| Valuation method | Value, $ | Upside, % |
|---|---|---|
| Artificial intelligence (AI) | 30.13 | -42 |
| Intrinsic value (DCF) | 13.89 | -73 |
| Graham-Dodd Method | 9.88 | -81 |
| Graham Formula | 8.07 | -84 |
Anhui Tuoshan Heavy Industry Co., Ltd. is a specialized Chinese manufacturer of critical components for construction and agricultural machinery, established in 1989 and headquartered in Xuancheng. Operating within the industrials sector, the company focuses on the research, design, production, and sale of high-precision forging parts, including track and pin series, bucket teeth, gear seats, and various transmission components. As a key supplier to the heavy equipment industry, Tuoshan Heavy Industry plays a vital role in the manufacturing supply chain, providing essential aftermarket and OEM parts that ensure the operational efficiency and longevity of machinery. The company's strategic positioning in China's robust industrial landscape allows it to serve both domestic and international markets, capitalizing on the continuous demand for infrastructure development and agricultural modernization. With decades of expertise in forging technology, Anhui Tuoshan represents a fundamental component supplier in the global heavy machinery ecosystem, contributing to equipment reliability and performance across construction, mining, and agricultural applications.

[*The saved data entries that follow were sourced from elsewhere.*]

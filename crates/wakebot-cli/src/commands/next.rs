use chrono::Local;
use wakebot_core::storage::Database;
use wakebot_core::{projection, AlarmStore, Projection};

/// Print the next alarm and the time left until it fires.
pub fn run(json: bool) -> Result<(), Box<dyn std::error::Error>> {
    let db = Database::open()?;
    let alarms = db.list_alarms()?;
    let next = projection(&alarms, &Local::now());

    if json {
        println!("{}", serde_json::to_string_pretty(&next)?);
        return Ok(());
    }
    match next {
        Projection::Scheduled(summary) => println!(
            "Next alarm: {} {} (in {}, id {})",
            summary.weekday, summary.time, summary.countdown, summary.alarm_id
        ),
        Projection::NoActiveAlarms => println!("No active alarms"),
    }
    Ok(())
}
use std::time::Duration;

use chrono::{DateTime, Utc};
use tokio::sync::broadcast::error::RecvError;
use tokio::sync::{broadcast, mpsc};
use tokio::time::{Instant, MissedTickBehavior};
use tracing::{info, warn};

use super::{DismissalOutcome, DismissalSession};
use crate::events::Event;
use crate::protocol::DeviceEvent;

/// Input from whoever is trying to dismiss the alarm.
#[derive(Debug, Clone, PartialEq, Eq)]
pub enum OperatorInput {
    Answer(String),
    /// Stand-in for the robot's pause button.
    SimulatePause,
    Cancel,
}

/// Wall clock anchored to the tokio clock, so paused-time tests see time move.
struct SessionClock {
    origin: Instant,
    origin_utc: DateTime<Utc>,
}

impl SessionClock {
    fn start() -> Self {
        Self {
            origin: Instant::now(),
            origin_utc: Utc::now(),
        }
    }

    fn now(&self) -> DateTime<Utc> {
        let elapsed = chrono::Duration::from_std(self.origin.elapsed())
            .unwrap_or_else(|_| chrono::Duration::zero());
        self.origin_utc + elapsed
    }
}

/// Run a session to completion and return its outcome.
///
/// Stimuli are applied one at a time. When both the device event stream and
/// the operator channel have closed, nothing can dismiss the alarm any more
/// and the session is cancelled.
pub async fn run_session<F>(
    mut session: DismissalSession,
    mut device_events: broadcast::Receiver<DeviceEvent>,
    operator: &mut mpsc::Receiver<OperatorInput>,
    tick: Duration,
    mut on_event: F,
) -> DismissalOutcome
where
    F: FnMut(&Event),
{
    let clock = SessionClock::start();
    if let Some(event) = session.start(clock.now()) {
        on_event(&event);
    }

    let mut ticker = tokio::time::interval(tick);
    ticker.set_missed_tick_behavior(MissedTickBehavior::Delay);
    let mut device_open = true;
    let mut operator_open = true;

    loop {
        if let Some(outcome) = session.outcome() {
            return outcome.clone();
        }
        if !device_open && !operator_open {
            info!(session = %session.id(), "no input sources left, cancelling");
            if let Some(event) = session.cancel(clock.now()) {
                on_event(&event);
            }
            continue;
        }

        let event = tokio::select! {
            _ = ticker.tick() => session.tick(clock.now()),
            received = device_events.recv(), if device_open => match received {
                Ok(device_event) => session.handle_device_event(&device_event, clock.now()),
                Err(RecvError::Lagged(skipped)) => {
                    warn!(skipped, "session fell behind device events");
                    None
                }
                Err(RecvError::Closed) => {
                    device_open = false;
                    None
                }
            },
            input = operator.recv(), if operator_open => match input {
                Some(OperatorInput::Answer(answer)) => session.submit(&answer, clock.now()),
                Some(OperatorInput::SimulatePause) => session.pause_pressed(clock.now()),
                Some(OperatorInput::Cancel) => session.cancel(clock.now()),
                None => {
                    operator_open = false;
                    None
                }
            },
        };
        if let Some(event) = event {
            on_event(&event);
        }
    }
}

#[cfg(test)]
mod tests {
    use super::*;
    use crate::challenge::ChallengeMode;
    use crate::protocol::Command;
    use crate::session::testing::ports;
    use crate::session::{OutcomeReason, SessionSettings};

    const TICK: Duration = Duration::from_millis(250);

    fn computed_session(max_attempts: u32) -> (DismissalSession, crate::session::testing::Doubles) {
        let (ports, doubles) = ports(Vec::new());
        let settings = SessionSettings {
            mode: ChallengeMode::Computed,
            max_attempts,
            ..SessionSettings::default()
        };
        (DismissalSession::with_seed(settings, ports, 11), doubles)
    }

    fn expected_answer(doubles: &crate::session::testing::Doubles) -> String {
        doubles
            .commands()
            .iter()
            .rev()
            .find_map(|command| match command {
                Command::StartComputed { result, .. } => Some(result.to_string()),
                _ => None,
            })
            .unwrap()
    }

    #[tokio::test(start_paused = true)]
    async fn device_pause_then_correct_answer_solves() {
        let (session, doubles) = computed_session(10);
        let (device_tx, device_rx) = broadcast::channel(8);
        let (operator_tx, mut operator_rx) = mpsc::channel(8);

        let driver = tokio::spawn(async move {
            let mut events = Vec::new();
            let outcome = run_session(session, device_rx, &mut operator_rx, TICK, |e| {
                events.push(e.clone())
            })
            .await;
            (outcome, events)
        });

        tokio::time::sleep(Duration::from_secs(3)).await;
        device_tx.send(DeviceEvent::DevicePausePressed).unwrap();
        tokio::time::sleep(Duration::from_secs(4)).await;
        operator_tx
            .send(OperatorInput::Answer(expected_answer(&doubles)))
            .await
            .unwrap();

        let (outcome, events) = driver.await.unwrap();
        assert_eq!(outcome.reason, OutcomeReason::Solved);
        assert_eq!(outcome.attempts, 1);
        assert!((6..=8).contains(&outcome.seconds), "{}", outcome.seconds);
        assert!(matches!(events.first(), Some(Event::ChallengeIssued { .. })));
        assert!(matches!(events.last(), Some(Event::SessionResolved { .. })));
    }

    #[tokio::test(start_paused = true)]
    async fn unanswered_mutes_time_out_until_exhausted() {
        let (session, doubles) = computed_session(2);
        let (_device_tx, device_rx) = broadcast::channel(8);
        let (operator_tx, mut operator_rx) = mpsc::channel(8);

        let driver = tokio::spawn(async move {
            run_session(session, device_rx, &mut operator_rx, TICK, |_| {}).await
        });

        operator_tx.send(OperatorInput::SimulatePause).await.unwrap();
        // Mute window plus grace, then the challenge is back.
        tokio::time::sleep(Duration::from_secs(23)).await;
        operator_tx.send(OperatorInput::SimulatePause).await.unwrap();

        let outcome = driver.await.unwrap();
        assert_eq!(outcome.reason, OutcomeReason::Exhausted);
        assert_eq!(outcome.attempts, 2);

        let commands = doubles.commands();
        assert!(commands.contains(&Command::WrongAnswer { value: "timeout".into() }));
        assert_eq!(commands.last(), Some(&Command::StopAlarm { token: "limit".into() }));
        let issued = commands
            .iter()
            .filter(|c| matches!(c, Command::StartComputed { .. }))
            .count();
        assert_eq!(issued, 2);
    }

    #[tokio::test(start_paused = true)]
    async fn operator_cancel_resolves_immediately() {
        let (session, doubles) = computed_session(10);
        let (_device_tx, device_rx) = broadcast::channel(8);
        let (operator_tx, mut operator_rx) = mpsc::channel(8);
        operator_tx.send(OperatorInput::Cancel).await.unwrap();

        let outcome = run_session(session, device_rx, &mut operator_rx, TICK, |_| {}).await;
        assert_eq!(outcome.reason, OutcomeReason::OperatorCancelled);
        assert_eq!(doubles.commands().last(), Some(&Command::StopAlarm { token: "cancel".into() }));
        assert!(doubles.feedback_stops() >= 1);
    }

    #[tokio::test(start_paused = true)]
    async fn closed_inputs_cancel_the_session() {
        let (session, doubles) = computed_session(10);
        let (device_tx, device_rx) = broadcast::channel::<DeviceEvent>(8);
        let (operator_tx, mut operator_rx) = mpsc::channel(8);
        drop(device_tx);
        drop(operator_tx);

        let outcome = run_session(session, device_rx, &mut operator_rx, TICK, |_| {}).await;
        assert_eq!(outcome.reason, OutcomeReason::OperatorCancelled);
        assert_eq!(doubles.outcomes().len(), 1);
    }

    #[tokio::test(start_paused = true)]
    async fn answers_before_muting_are_ignored() {
        let (session, doubles) = computed_session(10);
        let (_device_tx, device_rx) = broadcast::channel(8);
        let (operator_tx, mut operator_rx) = mpsc::channel(8);

        let driver = tokio::spawn(async move {
            run_session(session, device_rx, &mut operator_rx, TICK, |_| {}).await
        });
        tokio::time::sleep(Duration::from_millis(10)).await;
        let answer = expected_answer(&doubles);
        operator_tx.send(OperatorInput::Answer(answer.clone())).await.unwrap();
        operator_tx.send(OperatorInput::SimulatePause).await.unwrap();
        operator_tx.send(OperatorInput::Answer(answer)).await.unwrap();

        let outcome = driver.await.unwrap();
        assert_eq!(outcome.reason, OutcomeReason::Solved);
        assert_eq!(
            doubles
                .commands()
                .iter()
                .filter(|c| matches!(c, Command::StopAlarm { .. }))
                .count(),
            1
        );
    }
}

Anhui Tuoshan Heavy Industry presents a mixed investment profile characterized by modest profitability but concerning cash flow dynamics. The company generated CNY 601 million in revenue with a net income of CNY 20.3 million, resulting in thin margins. Most notably, the company reported negative operating cash flow of CNY -132 million and significant capital expenditures of CNY -111 million, indicating potential liquidity strain despite a cash position of CNY 71 million against total debt of CNY 233 million. The dividend payout of CNY 0.4 per share appears aggressive relative to earnings per share of CNY 0.27, suggesting the dividend may not be fully sustainable from current earnings. The extremely low beta of 0.013 suggests minimal correlation with broader market movements, potentially offering defensive characteristics but also limited growth participation. Investors should carefully assess the company's ability to improve cash generation and manage its capital structure.
Anhui Tuoshan Heavy Industry competes in the highly fragmented and competitive construction machinery components market, where scale, technological capability, and customer relationships determine success. The company's competitive positioning appears challenged by its relatively small market capitalization of approximately CNY 3 billion and modest revenue base compared to larger industrial component manufacturers. Tuoshan's specialization in forging technology for track systems, bucket teeth, and transmission parts represents a focused niche, but the company likely faces intense price competition from both domestic Chinese manufacturers and international suppliers. The negative operating cash flow suggests potential operational inefficiencies or working capital challenges that could impair its competitive standing against better-capitalized rivals. While the company's long-established presence since 1989 provides some customer relationship advantages and manufacturing experience, the capital-intensive nature of the forging industry requires continuous investment in equipment and technology to maintain competitiveness. The company's ability to serve both OEM and aftermarket segments provides some diversification, but its smaller scale may limit its bargaining power with raw material suppliers and large equipment manufacturers. Geographic concentration in China exposes the company to domestic economic cycles and infrastructure investment patterns, though this also positions it to benefit from government stimulus programs targeting construction and agricultural sectors.